See the full version of the paper for a proof of this result.

Remark 8

Using Fast Fourier Transform algorithms or the Schönhage-Strassen algorithm we can set \(M(d_h)=\tilde{O}(d_h)\) and the complexity above becomes \(\tilde{O}(d_h^2\log p)\) (where \(\tilde{O}\) hides logarithmic factors in \(d_h\)).

Remark 9

If \(d_h\) is prime, we only need the coins \(\rho ^{(1)}_i\) as step 1 succeeds with overwhelming probability since \(|\bigcup _{k|d_h, k\ne d_h} \texttt {Bad}_k| = |\texttt {Bad}_1| = p \ll p^{d_h}\).

4.4 Efficiency Analysis

In this section, we analyze the efficiency of the generic VC scheme (Sect. 3.2) instantiated with the concrete building blocks described so far. As before, let \(R_t := \mathbb {Z}_t[X]/(f)\), let \(g: (R_{t})^n \rightarrow R_t\) denote the (delegated) computation of degree less than D over the plaintext space \(R_t\), and \({\mathcal P}\) computes (then proves) the function \(\hat{g} : (R_{q}^{D})^n \rightarrow \mathbb {Z}_q[X]^{D}\) (not \(R_q^{D}\)) that describes \(\mathsf {SHE}.\mathsf{Eval}_{\mathsf {evk}}(g,\cdot )\) without reduction modulo f.

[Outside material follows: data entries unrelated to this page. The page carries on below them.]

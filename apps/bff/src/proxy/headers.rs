//! 転送時のヘッダー規則
//!
//! 除外リストはデータとして定義し、監査・テストしやすくしている。

use axum::http::{
    HeaderMap,
    HeaderName,
    header::{
        AUTHORIZATION,
        CONNECTION,
        CONTENT_ENCODING,
        CONTENT_LENGTH,
        CONTENT_TYPE,
        COOKIE,
        HOST,
        LOCATION,
        SET_COOKIE,
        TRANSFER_ENCODING,
    },
};

/// 上流へ転送しないリクエストヘッダー（ホップバイホップとブラウザ由来の認証情報）
///
/// 上流への認証情報はセッションから付け直す。
pub const EXCLUDED_REQUEST_HEADERS: [HeaderName; 6] = [
    HOST,
    CONNECTION,
    HeaderName::from_static("keep-alive"),
    TRANSFER_ENCODING,
    COOKIE,
    AUTHORIZATION,
];

/// 転送時に付け直すリクエストヘッダー
///
/// 本文は JSON として再エンコードされ、Request ID はトランスポートが付与する。
pub const REGENERATED_REQUEST_HEADERS: [HeaderName; 2] = [
    CONTENT_LENGTH,
    HeaderName::from_static("x-request-id"),
];

/// ブラウザへ透過する上流のレスポンスヘッダー
pub const PASSTHROUGH_RESPONSE_HEADERS: [HeaderName; 4] =
    [CONTENT_TYPE, CONTENT_ENCODING, LOCATION, SET_COOKIE];

/// 上流へ転送するリクエストヘッダー
pub fn forwardable_request_headers(inbound: &HeaderMap) -> HeaderMap {
    let mut headers = inbound.clone();
    for name in EXCLUDED_REQUEST_HEADERS
        .iter()
        .chain(REGENERATED_REQUEST_HEADERS.iter())
    {
        headers.remove(name);
    }
    headers
}

/// ブラウザへ返すレスポンスヘッダー
///
/// 同名ヘッダーが複数ある場合（`Set-Cookie` 等）もすべて残す。
pub fn passthrough_response_headers(upstream: &HeaderMap) -> HeaderMap {
    let mut headers = HeaderMap::new();
    for name in &PASSTHROUGH_RESPONSE_HEADERS {
        for value in upstream.get_all(name) {
            headers.append(name.clone(), value.clone());
        }
    }
    headers
}
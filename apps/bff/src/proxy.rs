//! # 転送エンジン
//!
//! ブラウザからのリクエストを認証情報付きで上流へ転送する。
//!
//! ```text
//! 転送 ─▶ 401? ─No─▶ そのまま返す
//!          │Yes
//!          ▼
//!     リフレッシュ（単一実行）─失敗─▶ SESSION_EXPIRED
//!          │成功
//!          ▼
//!     新しい認証情報で 1 回だけ再送 ─▶ 結果をそのまま返す
//! ```
//!
//! - [`headers`]: 転送から除外するヘッダーと透過するレスポンスヘッダー
//! - [`RefreshCoordinator`]: 同時に発生したリフレッシュを 1 回の上流呼び出しにまとめる
//! - [`ForwardingEngine`]: 転送・401 検出・リフレッシュ・再送の状態機械

mod forward;
pub mod headers;
mod refresh;

pub use forward::{ForwardOutcome, ForwardRequest, Forwarded, ForwardingEngine};
pub use refresh::{REFRESH_PATH, RefreshCoordinator, RefreshFailure, RefreshOutcome};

4.4.1 Combining Instantiations

The aggregation of building blocks can be summarized as follows:

  • SHE - \(\mathsf {BV}\) scheme: In the setup, take a polynomial f of (large enough) degree \(d_f\) and a ciphertext modulus q satisfying \(2^\lambda \) security and correctness of computation of any multivariate polynomial of degree \(<D\) for plaintext modulus t, which sets the ciphertext space \(R_q^D = (\mathbb {Z}_q[X]/(f))^D\). See more details in the full version.

  • Homomorphic Hash: Note that the ciphertext space \(R_q^D\) can be identified as (a subset of) \(\mathbb {Z}_q[X]^D\) or \(\mathbb {Z}_q[X][Y]\).Footnote 11 We can use our single hash or double hash, whose domain and range are as follows.

    • * Single: \(\{ (z_i)_{i=0}^{D-1} \in \mathbb {Z}_q[X]^D : deg_X (z_i) \le N\} \longrightarrow (\mathbb {Z}_q[X]/(h))^D\)

    • * Double: \(\{ z \in \mathbb {Z}_q[X][Y] : deg_X (z) \le N \text { and } deg_Y (z) < D \} \longrightarrow \mathbb {Z}_q[X]/(h)\)

    In both cases, \(N = (d_f - 1)(D-1)\) as noted before (in Remark following Theorem 34). Note, in the range of both hash functions, that \(\mathbb {Z}_q[X]/(h)\) is a Galois ring.

  • Argument System - GKR protocol over \(\mathbb {Z}_q[X]/(h)\): Since the image of computations under the hash functions are in the ring \(\mathbb {Z}_q[X]/(h)\) which is a Galois ring, we can use the GKR protocol to prove and verify such computations.

  • Security: We remark that the polynomial \(h\in \mathbb {Z}_q[X]\) (where \(q = p^e\)) should be chosen of degree \(\log _p \lambda \) to guarantee \(\approx \frac{1}{2^\lambda }\) universality (and \(\approx \frac{1}{2^\lambda }\) soundness) in the hash functions (resp. in the GKR protocol), from which our scheme gets \(\approx \frac{1}{2^\lambda }\) soundness (see Theorem 1234).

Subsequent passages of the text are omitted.